Bier ist mehr als ein Produkt: Offizieller Bericht zeigt Trends in der belgischen Bierkultur

315 Brauereien und 232 Bierbetriebe, die zusammen mehr als 1.850 verschiedene Biersorten brauen. Kein Land der Welt ist so berühmt für seine ausgeprägte und vielseitige Bierkultur wie Belgien. Zu dem Ergebnis kommt auch der aktuelle "Bericht Bierkultur".

Bierverkostung in der Borner Kunstgalerie

Archivbild: Volker Krings/BRF

Ende 2016 hat die Unesco die Bierkultur in Belgien als immaterielles Kulturerbe anerkannt. Das immaterielle Kulturerbe umfasst alle Traditionen, Bräuche, Gewohnheiten und Handwerkstechniken, die heute gepflegt und von einer Generation an die nächste weitergegeben werden und die Ausdruck einer kulturellen Identität und Vielfalt sind.

Bierkultur wird im ganzen Land gelebt

Die Bierkultur wird in ganz Belgien gelebt. Sie verbindet handwerkliches Können und Tradition mit Praktiken des sozialen Lebens. In jeder Provinz gibt es Brauereien, Biertestervereinigungen, Museen, Seminare, Veranstaltungen, Restaurants und Kneipen, die zur Kreativität und Vielfalt der belgischen Bierlandschaft beitragen.

Nun liegt der erste Bericht des „Observatoriums der belgischen Bierkultur“ vor – eine aktuelle Bestandsaufnahme aus den Jahren 2018 bis 2019. Mitgearbeitet hat daran auch Norbert Heukemes, Generalsekretär des Ministeriums der Deutschsprachigen Gemeinschaft und Experte in Sachen Bier: „Da die Bierkultur in Belgien immaterielles Kulturerbe ist, muss regelmäßig darüber berichtet werden, wie sich dieses kulturelle Element entwickelt, ob es Bedrohungen gibt. So lautet die Auflage bei der Unesco.“

„Dazu ist dieses Observatorium ins Leben gerufen worden, wo alle versammelt sind, die mit dem Thema Bier zu tun haben: Der Brauerverband, die Behörden, Vereine und Forschungsinstitute“, weiß Norbert Heukemes.

Die Unesco verlangt eigentlich alle sechs Jahre einen Bericht. „Doch wir wollten regelmäßiger – alle zwei Jahre – darüber berichten, wie die Tendenzen in der Bierkultur sind. Und das haben wir im ersten Bericht zusammengetragen“, erklärt Heukemes. „Wir konnten feststellen, dass sich diese ganz kleinen Brauereien sehr stark entwickeln.

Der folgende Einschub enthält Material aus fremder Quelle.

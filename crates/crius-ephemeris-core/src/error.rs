//! Error types.
//!
//! [`EphemerisError`] is a ready-made taxonomy for adapter failures. The
//! adapter trait does not require it: services propagate whatever error type
//! an adapter declares.

use chrono::{DateTime, Utc};
use thiserror::Error;

/// Errors that can occur during ephemeris calculations
#[derive(Error, Debug, Clone, PartialEq)]
pub enum EphemerisError {
    #[error("Ephemeris data not found at path: {path}. {message}")]
    EphemerisDataNotFound { path: String, message: String },
    #[error("Invalid house system: {system}. Valid systems: {valid:?}")]
    InvalidHouseSystem { system: String, valid: Vec<String> },
    #[error("Invalid ayanamsa: {ayanamsa}. Valid ayanamsas: {valid:?}")]
    InvalidAyanamsa { ayanamsa: String, valid: Vec<String> },
    #[error("Failed to calculate position for {planet_id} at {datetime}: {message}")]
    CalculationFailed {
        planet_id: String,
        datetime: DateTime<Utc>,
        message: String,
    },
    #[error("House calculation failed: {message}")]
    HouseCalculationFailed { message: String },
    #[error("Date {datetime} is outside the ephemeris range {start} to {end}")]
    DateOutOfRange {
        datetime: DateTime<Utc>,
        start: DateTime<Utc>,
        end: DateTime<Utc>,
    },
}

/// Errors raised while assembling a service.
#[derive(Error, Debug, Clone, PartialEq, Eq)]
pub enum ServiceError {
    #[error("cache must be provided when enable_cache is true")]
    MissingCache,
}

/// Structural errors collected while validating a record.
#[derive(Error, Debug, Clone, PartialEq, Eq)]
#[error("{} validation error(s): {}", .errors.len(), .errors.join("; "))]
pub struct ValidationError {
    pub errors: Vec<String>,
}

impl ValidationError {
    pub fn new(errors: Vec<String>) -> Self {
        Self { errors }
    }
}

/// An adapter did not conform to the adapter contract.
#[derive(Error, Debug, Clone, PartialEq, Eq)]
#[error("{message}: {}", .errors.join("; "))]
pub struct ProtocolConformanceError {
    pub message: String,
    pub errors: Vec<String>,
}

impl ProtocolConformanceError {
    pub fn new(message: impl Into<String>, errors: Vec<String>) -> Self {
        Self {
            message: message.into(),
            errors,
        }
    }

    /// `Ok(())` when `errors` is empty, otherwise the wrapped mismatch list.
    pub fn check(message: impl Into<String>, errors: Vec<String>) -> Result<(), Self> {
        if errors.is_empty() {
            Ok(())
        } else {
            Err(Self::new(message, errors))
        }
    }
}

Man spricht schon nicht mehr von Micro-Brauereien, sondern von Nano- und Pico-Brauereien: Das sind Brauereien, die unter professionellen Verhältnissen vielleicht 20 bis 30 Hektoliter pro Jahr produzieren.“

Es gibt außerdem Kongresse zum Thema Bier, die es in dieser Form vor zehn Jahr noch nicht gab. „Es wird sich also wissenschaftlich mit Bier auseinandergesetzt“, so Heukemes.

Es wird weniger Pils getrunken, dafür mehr Spezialbier

„Wir sehen auch, dass Nachhaltigkeit an Bedeutung gewinnt“, sagt der Bier-Experte weiter, der selber Bier braut – nämlich das ‚Cabane‘. „Und es wird wieder versucht, eigene Gerstensorten anzubauen und den heimischen Hopfen populär zu machen. Es ist wichtig, dass wir als Observatorium darüber berichten.“ Interessant findet Norbert Heukemes auch, dass der Konsum von Pils-Bieren abnimmt, dafür mehr Spezialbier konsumiert wird.

Was noch auffällt im Bericht: Belgisches Bier jenseits der Grenze war früher schwer zu finden, das sieht nun anders aus: Es wird sogar mehr für den ausländischen als für den belgischen Markt selbst produziert.

Der Bericht ist als Download auf der Seite des Ministeriums verfügbar.